China will surpass Taiwan in 2030 in the production capacity of semiconductors. This is indicated by a recent Yole Group report that highlights how the efforts of the Asian giant will soon be rewarded. At least in the quantity section. Not so much in quality.
Chinese-Taiwan tension. China has one especially delicate relationship With Taiwan, and that shows in the chips race. TSMC is the jewel of the Taiwanese crownabsolute protagonist in the semiconductor sector. No one produces more and better chips, and the restrictions that affect the People’s Republic of China (China) do not affect the Chinese Republic (Taiwan). China, however, has been investing in its own continental companies and manufacturing plants (“Foundries”), and that is giving results.

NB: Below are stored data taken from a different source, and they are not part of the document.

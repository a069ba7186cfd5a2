//! `qms nc` command - Non-conformances with investigation and CAPA escalation

use chrono::NaiveDate;
use clap::Subcommand;
use console::style;
use miette::Result;

use crate::cli::commands::common::{
    report_created, report_transition, run_actions, run_delete, run_list, run_show,
    run_transition, run_update, KeyArgs, LinkArgs, ListArgs, NotesArgs, UpdateArgs,
};
use crate::cli::helpers::open_session;
use crate::cli::{GlobalOpts, OutputFormat};
use crate::core::entity::{Priority, Severity};
use crate::core::workflow::{Action, Lifecycle};
use crate::entities::{
    ContainmentAction, DetectionSource, Disposition, DispositionDecision, NonConformance,
};

#[derive(Subcommand, Debug)]
pub enum NcCommands {
    /// List non-conformances
    List(ListArgs),

    /// Record a new non-conformance in draft
    New(NewArgs),

    /// Show a non-conformance's details
    Show(KeyArgs),

    /// Change content fields
    Update(UpdateArgs),

    /// Delete a draft non-conformance
    Delete(KeyArgs),

    /// Submit for review (draft -> submitted)
    Submit(KeyArgs),

    /// Begin the investigation (submitted -> under_investigation)
    Investigate(KeyArgs),

    /// Escalate to CAPA (under_investigation -> capa_required)
    RequireCapa(LinkArgs),

    /// Close after investigation or CAPA
    Close(NotesArgs),

    /// Cancel from any open status
    Cancel(CancelArgs),

    /// Actions available from the current status
    Actions(KeyArgs),

    /// Record an immediate containment action
    Contain(ContainArgs),

    /// Mark containment action N completed
    ContainDone(ContainDoneArgs),

    /// Record a disposition decision for part of the affected quantity
    Dispose(DisposeArgs),
}

#[derive(clap::Args, Debug)]
pub struct ContainArgs {
    /// Record ID or business number
    pub key: String,

    /// What was done, e.g. "Quarantine lot 7 in MRB cage"
    #[arg(long, short = 'a')]
    pub action: String,

    #[arg(long)]
    pub owner: Option<String>,

    /// Due date (YYYY-MM-DD)
    #[arg(long)]
    pub due: Option<NaiveDate>,
}

#[derive(clap::Args, Debug)]
pub struct ContainDoneArgs {
    /// Record ID or business number
    pub key: String,

    /// Containment action number
    pub sequence: u32,

    /// Outcome or evidence
    #[arg(long, short = 'n')]
    pub notes: Option<String>,
}

#[derive(clap::Args, Debug)]
pub struct DisposeArgs {
    /// Record ID or business number
    pub key: String,

    /// use_as_is, rework, repair, scrap, return_to_supplier, ...
    #[arg(long, short = 'D')]
    pub decision: DispositionDecision,

    #[arg(long)]
    pub quantity: u32,

    #[arg(long)]
    pub cost: Option<f64>,

    #[arg(long, short = 'j')]
    pub justification: Option<String>,
}

#[derive(clap::Args, Debug)]
pub struct NewArgs {
    /// Business number, e.g. NC-2025-014
    pub number: String,

    #[arg(long, short = 't')]
    pub title: String,

    /// Severity (minor, major, critical)
    #[arg(long, short = 'S', default_value = "minor")]
    pub severity: Severity,

    /// Priority (low, medium, high)
    #[arg(long, short = 'p', default_value = "medium")]
    pub priority: Priority,

    /// Where it was detected (incoming_inspection, in_process, customer, ...)
    #[arg(long, default_value = "in_process")]
    pub detected_in: DetectionSource,

    #[arg(long, short = 'd')]
    pub description: Option<String>,

    #[arg(long)]
    pub part: Option<String>,

    #[arg(long)]
    pub lot: Option<String>,

    /// Number of affected units; caps the dispositioned quantity
    #[arg(long)]
    pub quantity: Option<u32>,
}

#[derive(clap::Args, Debug)]
pub struct CancelArgs {
    /// Record ID or business number
    pub key: String,

    #[arg(long, short = 'r')]
    pub reason: Option<String>,
}

pub fn run(cmd: NcCommands, global: &GlobalOpts) -> Result<()> {
    let mut session = open_session(global)?;

    match cmd {
        NcCommands::List(args) => {
            run_list::<NonConformance>(&session.service, args.filter(), args.count, global)
        }
        NcCommands::New(args) => {
            let mut nc = NonConformance::new(args.number, args.title, args.severity, &session.actor);
            nc.priority = args.priority;
            nc.detected_in = args.detected_in;
            nc.description = args.description;
            nc.part_number = args.part;
            nc.lot_number = args.lot;
            nc.quantity_affected = args.quantity;
            let nc = session.service.create(nc)?;
            report_created(&nc, global);
            Ok(())
        }
        NcCommands::Show(args) => run_show::<NonConformance>(&session.service, &args.key, global),
        NcCommands::Update(args) => run_update::<NonConformance>(&mut session, &args, global),
        NcCommands::Delete(args) => run_delete::<NonConformance>(&mut session, &args.key, global),
        NcCommands::Submit(args) => {
            run_transition::<NonConformance, _>(&mut session, &args.key, Action::Submit, global, |nc, actor, now| {
                nc.submit(actor, now)
            })?;
            Ok(())
        }
        NcCommands::Investigate(args) => {
            run_transition::<NonConformance, _>(&mut session, &args.key, Action::Investigate, global, |nc, actor, now| {
                nc.investigate(actor, now)
            })?;
            Ok(())
        }
        NcCommands::RequireCapa(args) => {
            let link = args.backref()?;
            let nc: NonConformance = session.service.resolve(&args.key)?;
            let from = nc.state();
            let actor = session.actor.clone();
            let nc = session.service.require_capa(&nc.id, &actor, link)?;
            report_transition(&nc, from, Action::RequireCapa, global);
            Ok(())
        }
        NcCommands::Close(args) => {
            let notes = args.notes;
            run_transition::<NonConformance, _>(&mut session, &args.key, Action::Close, global, |nc, actor, now| {
                nc.close(actor, now, notes)
            })?;
            Ok(())
        }
        NcCommands::Cancel(args) => {
            let reason = args.reason;
            run_transition::<NonConformance, _>(&mut session, &args.key, Action::Cancel, global, |nc, actor, now| {
                nc.cancel(actor, now, reason)
            })?;
            Ok(())
        }
        NcCommands::Actions(args) => run_actions::<NonConformance>(&session.service, &args.key),
        NcCommands::Contain(args) => {
            let nc: NonConformance = session.service.resolve(&args.key)?;
            let mut action = ContainmentAction::new(args.action, &session.actor, chrono::Utc::now());
            action.owner = args.owner;
            action.due_date = args.due;
            let nc = session.service.add_containment_action(&nc.id, action)?;
            if let Some(added) = nc.containment_actions.last() {
                report_step(global, &nc, &format!("Added containment action #{}", added.sequence));
            }
            Ok(())
        }
        NcCommands::ContainDone(args) => {
            let nc: NonConformance = session.service.resolve(&args.key)?;
            let actor = session.actor.clone();
            let nc = session
                .service
                .complete_containment_action(&nc.id, args.sequence, &actor, args.notes)?;
            report_step(global, &nc, &format!("Completed containment action #{}", args.sequence));
            Ok(())
        }
        NcCommands::Dispose(args) => {
            let nc: NonConformance = session.service.resolve(&args.key)?;
            let mut disposition =
                Disposition::new(args.decision, args.quantity, &session.actor, chrono::Utc::now());
            disposition.cost = args.cost;
            disposition.justification = args.justification;
            let nc = session.service.add_disposition(&nc.id, disposition)?;
            report_step(
                global,
                &nc,
                &format!(
                    "Dispositioned {} as {} ({} of {} dispositioned)",
                    args.quantity,
                    args.decision,
                    nc.disposed_quantity(),
                    nc.quantity_affected.map(|q| q.to_string()).unwrap_or_else(|| "?".to_string())
                ),
            );
            Ok(())
        }
    }
}

fn report_step(global: &GlobalOpts, nc: &NonConformance, message: &str) {
    if global.quiet || global.format == OutputFormat::Id {
        return;
    }
    println!("{} {} on {}", style("✓").green(), message, style(&nc.nc_number).cyan());
}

The data. According to this study, the production capacity of semiconductors in continental China plants will represent 30% of the world total quota before the decade ends, when in 2024 it was 21%. Taiwan currently is the market leader with a 23%share, while China is already second with the aforementioned 21%. Behind are South Korea (19%), Japan (13%) and the US (10%).

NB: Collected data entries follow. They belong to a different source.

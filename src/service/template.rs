//! QC template parameters and versioning

use serde::Serialize;
use serde_json::Value;
use std::collections::BTreeMap;

use crate::core::entity::Entity;
use crate::core::error::{QualityError, QualityResult};
use crate::core::identity::EntityId;
use crate::core::patch::apply_patch;
use crate::core::store::RecordStore;
use crate::core::workflow::State;
use crate::entities::{Inspection, InspectionType, QcParameter, QcTemplate, TemplateStatus};
use crate::service::{QualityService, RecordFilter};

/// Counts across all QC templates
#[derive(Debug, Clone, Default, PartialEq, Serialize)]
pub struct TemplateSummary {
    pub total: usize,
    pub active: usize,
    pub draft: usize,
    pub by_type: BTreeMap<String, usize>,
    pub by_status: BTreeMap<String, usize>,
    /// Inspections seeded from any template
    pub usage: usize,
    /// Mean parameter count per template, 0 when there are none
    pub average_parameters: f64,
}

impl<S: RecordStore> QualityService<S> {
    /// Parameters of one template, in sequence order
    pub fn parameters(&self, template_id: &EntityId) -> QualityResult<Vec<QcParameter>> {
        self.list(&RecordFilter::new().with_ref("template_id", template_id))
    }

    /// Add a parameter to a draft template; a zero sequence goes last
    pub fn add_parameter(
        &mut self,
        template_id: &EntityId,
        mut parameter: QcParameter,
    ) -> QualityResult<QcParameter> {
        let template: QcTemplate = self.get(template_id)?;
        template.ensure_editable()?;

        parameter.template = template.id.clone();
        if parameter.sequence == 0 {
            parameter.sequence = self
                .parameters(template_id)?
                .iter()
                .map(|p| p.sequence)
                .max()
                .unwrap_or(0)
                + 1;
        }
        parameter.validate().map_err(QualityError::validation)?;
        self.store.persist(&parameter)?;
        tracing::info!(template = %template_id, parameter = %parameter.id, "parameter added");
        Ok(parameter)
    }

    fn parameter_with_parent(&self, parameter_id: &EntityId) -> QualityResult<QcParameter> {
        let parameter: QcParameter = self.get(parameter_id)?;
        let template: QcTemplate = self.get(&parameter.template)?;
        template.ensure_editable()?;
        Ok(parameter)
    }

    pub fn update_parameter(&mut self, parameter_id: &EntityId, patch: Value) -> QualityResult<QcParameter> {
        let parameter = self.parameter_with_parent(parameter_id)?;
        let updated = apply_patch(&parameter, patch)?;
        updated.validate().map_err(QualityError::validation)?;
        self.store.persist(&updated)?;
        tracing::info!(parameter = %parameter_id, "parameter updated");
        Ok(updated)
    }

    pub fn delete_parameter(&mut self, parameter_id: &EntityId) -> QualityResult<()> {
        self.parameter_with_parent(parameter_id)?;
        self.store.remove::<QcParameter>(parameter_id)?;
        tracing::info!(parameter = %parameter_id, "parameter deleted");
        Ok(())
    }

    /// Fork a draft at `version + 1`, copying parameters under fresh IDs
    ///
    /// The source template is left untouched. `Conflict` if the next
    /// version already exists.
    pub fn new_template_version(&mut self, template_id: &EntityId, actor: &str) -> QualityResult<QcTemplate> {
        let source: QcTemplate = self.get(template_id)?;
        let parameters = self.parameters(template_id)?;

        let fork = self.create(source.next_version(actor))?;
        for parameter in &parameters {
            self.store.persist(&parameter.copy_to(fork.id.clone(), actor))?;
        }
        tracing::info!(
            from = %template_id,
            to = %fork.id,
            version = fork.version,
            parameters = parameters.len(),
            "template version forked"
        );
        Ok(fork)
    }

    /// Delete a template that is not active, with its parameters
    pub fn delete_template(&mut self, template_id: &EntityId) -> QualityResult<()> {
        self.delete::<QcTemplate>(template_id)
    }

    /// Active templates offered for a new inspection of `inspection_type`
    pub fn active_templates(&self, inspection_type: InspectionType) -> QualityResult<Vec<QcTemplate>> {
        let filter = RecordFilter::new().status(TemplateStatus::Active.as_str());
        Ok(self
            .list::<QcTemplate>(&filter)?
            .into_iter()
            .filter(|t| t.inspection_type == inspection_type)
            .collect())
    }

    pub fn template_summary(&self) -> QualityResult<TemplateSummary> {
        let templates = self.store.fetch_all::<QcTemplate>()?;
        let parameters = self.store.count::<QcParameter>()?;
        let usage = self
            .store
            .fetch_all::<Inspection>()?
            .iter()
            .filter(|i| i.template.id.is_some())
            .count();

        let mut summary = TemplateSummary {
            total: templates.len(),
            usage,
            ..Default::default()
        };
        for template in &templates {
            match template.status {
                TemplateStatus::Active => summary.active += 1,
                TemplateStatus::Draft => summary.draft += 1,
                _ => {}
            }
            *summary
                .by_type
                .entry(template.inspection_type.to_string())
                .or_default() += 1;
            *summary
                .by_status
                .entry(template.status.as_str().to_string())
                .or_default() += 1;
        }
        if summary.total > 0 {
            let mean = parameters as f64 / summary.total as f64;
            summary.average_parameters = (mean * 100.0).round() / 100.0;
        }
        Ok(summary)
    }
}
//! CLI module - argument parsing and command dispatch

pub mod args;
pub mod commands;
pub mod helpers;
pub mod table;

pub use args::{Cli, Commands, GlobalOpts, OutputFormat};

Big Fund. Beijing put years ago its plan to be a “complete nation” in the field of semicoductors. This is: not depending on anyone. To do this, he created the so -called Investment Fund of the Integrated Circuit Industry of China, popularly known as the “great background” or “Big Fund”. The economic support of this body has allowed SMIC and Hua Hong Semiconductor – two of the main manufacturers of Chinese semiconductors – to flourish especially.
Chinese manufacturers evolve. The domestic plants of continental China have been growing in relevance, and They have invested significantly in expansions that allow working in chips for sectors such as automotive or generative artificial intelligence. All this makes the panorama for semiconductors in China improve, but only in a section.

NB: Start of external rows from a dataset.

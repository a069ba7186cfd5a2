//! Argument groups and runners shared by the record family commands

use chrono::{DateTime, Utc};
use console::style;
use miette::Result;

use crate::cli::helpers::{parse_patch, Session};
use crate::cli::table::{print_detail, print_list, Row};
use crate::cli::{GlobalOpts, OutputFormat};
use crate::core::entity::Entity;
use crate::core::error::QualityError;
use crate::core::identity::EntityId;
use crate::core::links::BackRef;
use crate::core::store::YamlStore;
use crate::core::workflow::{Action, Lifecycle, State, WorkflowError};
use crate::service::{QualityService, RecordFilter};

#[derive(clap::Args, Debug)]
pub struct ListArgs {
    /// Filter by status (e.g. open, in_progress, closed)
    #[arg(long)]
    pub status: Option<String>,

    /// Search in title and number
    #[arg(long)]
    pub search: Option<String>,

    /// Filter by author
    #[arg(long)]
    pub author: Option<String>,

    /// Limit number of results
    #[arg(long, short = 'n')]
    pub limit: Option<usize>,

    /// Show count only, not the items
    #[arg(long)]
    pub count: bool,
}

impl ListArgs {
    pub fn filter(&self) -> RecordFilter {
        RecordFilter {
            status: self.status.clone(),
            refs: Vec::new(),
            author: self.author.clone(),
            search: self.search.clone(),
            limit: self.limit,
        }
    }
}

/// A record named by full ID or business number
#[derive(clap::Args, Debug)]
pub struct KeyArgs {
    /// Record ID or business number
    pub key: String,
}

#[derive(clap::Args, Debug)]
pub struct UpdateArgs {
    /// Record ID or business number
    pub key: String,

    /// Fields to change as YAML (`'owner: jo'`), or `@file.yaml`
    #[arg(long, short = 'p', alias = "set")]
    pub patch: String,
}

#[derive(clap::Args, Debug)]
pub struct NotesArgs {
    /// Record ID or business number
    pub key: String,

    /// Free-text notes kept with the sign-off
    #[arg(long)]
    pub notes: Option<String>,
}

#[derive(clap::Args, Debug)]
pub struct ReasonArgs {
    /// Record ID or business number
    pub key: String,

    /// Why the record is rejected
    #[arg(long, short = 'r')]
    pub reason: String,
}

#[derive(clap::Args, Debug)]
pub struct VerifyArgs {
    /// Record ID or business number
    pub key: String,

    /// Record the action as effective
    #[arg(long)]
    pub effective: bool,

    /// Verification notes
    #[arg(long)]
    pub notes: Option<String>,
}

/// Reference to another record; neither part is checked
#[derive(clap::Args, Debug)]
pub struct LinkArgs {
    /// Record ID or business number
    pub key: String,

    /// ID of the referenced record
    #[arg(long = "to-id")]
    pub to_id: Option<String>,

    /// Business number of the referenced record
    #[arg(long = "to-number")]
    pub to_number: Option<String>,
}

impl LinkArgs {
    pub fn backref(&self) -> Result<BackRef> {
        backref(self.to_id.as_deref(), self.to_number.clone())
    }
}

/// Build a [`BackRef`], parsing the ID when one is given
pub fn backref(id: Option<&str>, number: Option<String>) -> Result<BackRef> {
    let id = id
        .map(EntityId::parse)
        .transpose()
        .map_err(QualityError::from)?;
    Ok(BackRef::new(id, number))
}

fn display_name<R: Entity>(record: &R) -> String {
    record
        .business_number()
        .unwrap_or_else(|| record.id().to_string())
}

/// Report a newly saved record (just its ID with `--format id` or `--quiet`)
pub fn report_created<R: Entity>(record: &R, global: &GlobalOpts) {
    if global.quiet || global.format == OutputFormat::Id {
        println!("{}", record.id());
        return;
    }
    println!(
        "{} Created {} {}",
        style("✓").green(),
        R::PREFIX.family(),
        style(display_name(record)).cyan()
    );
    println!("   {}", style(record.id()).dim());
}

pub fn run_list<R: Row>(service: &QualityService<YamlStore>, filter: RecordFilter, count: bool, global: &GlobalOpts) -> Result<()> {
    let records: Vec<R> = service.list(&filter)?;
    if count {
        println!("{}", records.len());
        return Ok(());
    }
    print_list(&records, global.format, global.quiet)
}

pub fn run_show<R: Entity>(service: &QualityService<YamlStore>, key: &str, global: &GlobalOpts) -> Result<()> {
    let record: R = service.resolve(key)?;
    if global.format == OutputFormat::Id {
        println!("{}", record.id());
        return Ok(());
    }
    print_detail(&record, global.format)
}

pub fn run_update<R: Lifecycle>(session: &mut Session, args: &UpdateArgs, global: &GlobalOpts) -> Result<()> {
    let patch = parse_patch(&args.patch)?;
    let record: R = session.service.resolve(&args.key)?;
    let updated: R = session.service.update(record.id(), patch)?;
    if !global.quiet {
        println!(
            "{} Updated {} {}",
            style("✓").green(),
            R::PREFIX.family(),
            style(display_name(&updated)).cyan()
        );
    }
    Ok(())
}

pub fn run_delete<R: Lifecycle>(session: &mut Session, key: &str, global: &GlobalOpts) -> Result<()> {
    let record: R = session.service.resolve(key)?;
    session.service.delete::<R>(record.id())?;
    report_deleted(&record, global);
    Ok(())
}

pub fn report_deleted<R: Entity>(record: &R, global: &GlobalOpts) {
    if !global.quiet {
        println!(
            "{} Deleted {} {}",
            style("✓").green(),
            R::PREFIX.family(),
            style(display_name(record)).cyan()
        );
    }
}

/// List the transitions open to a record right now
pub fn run_actions<R: Lifecycle>(service: &QualityService<YamlStore>, key: &str) -> Result<()> {
    let record: R = service.resolve(key)?;
    let actions = service.allowed_actions::<R>(record.id())?;
    if actions.is_empty() {
        println!(
            "{} {} is {} (terminal)",
            R::PREFIX.family(),
            display_name(&record),
            style(record.state().as_str()).yellow()
        );
    }
    for action in actions {
        println!("{}", action);
    }
    Ok(())
}

/// Resolve a record and run one transition on it
pub fn run_transition<R, F>(session: &mut Session, key: &str, action: Action, global: &GlobalOpts, apply: F) -> Result<R>
where
    R: Lifecycle,
    F: FnOnce(&mut R, &str, DateTime<Utc>) -> Result<(), WorkflowError>,
{
    let record: R = session.service.resolve(key)?;
    let from = record.state();
    let actor = session.actor.clone();
    let updated = session
        .service
        .transition::<R, _>(record.id(), action, |r, now| apply(r, &actor, now))?;
    report_transition(&updated, from, action, global);
    Ok(updated)
}

pub fn report_transition<R: Lifecycle>(record: &R, from: R::State, action: Action, global: &GlobalOpts) {
    if global.quiet {
        return;
    }
    println!(
        "{} {} {} {}: {} -> {}",
        style("✓").green(),
        style(action).bold(),
        R::PREFIX.family(),
        style(display_name(record)).cyan(),
        from.as_str(),
        style(record.state().as_str()).yellow()
    );
}

#[cfg(test)]
mod tests {
    use super::*;
    use crate::core::identity::EntityPrefix;

    #[test]
    fn test_backref_parses_id() {
        let id = EntityId::new(EntityPrefix::Capa);
        let link = backref(Some(&id.to_string()), Some("CAPA-7".to_string())).unwrap();
        assert_eq!(link.id, Some(id));
        assert!(backref(Some("not-an-id"), None).is_err());
        assert!(backref(None, None).unwrap().is_empty());
    }
}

Good for quantity, bad for “quality”. The problem of these semiconductor plants is that they use less advanced photolithographs ranging from 8 to 45 Nm. Although these types of chips remain perfectly valid for industries such as automotive, IoT devices or appliances, they are not for advanced AI chips, which are in which TSMC dominates.
The great Chinese promise, in trouble. SMIC, the main Chinese semiconductor manufacturer, has been trying to make the leap to a 5 Nm photolithographic node, but this technology He is choking. In fact, his 7 nm node already had Notable problems In performance per wafer, and failing to take that step is for the moment a negative note in that remarkable advance in production rhythms.
And while his rivals for all. TSMC and Samsung have already overcome that photolithographic node and are going at full speed to start the mass production of 2 nm chips. It is expected that TSMC achieves it this year and that Samsung does it in 2026. Taiwan in fact is Testing your lithography A14 (1.4 Nm), which will enter large -scale production in 2028.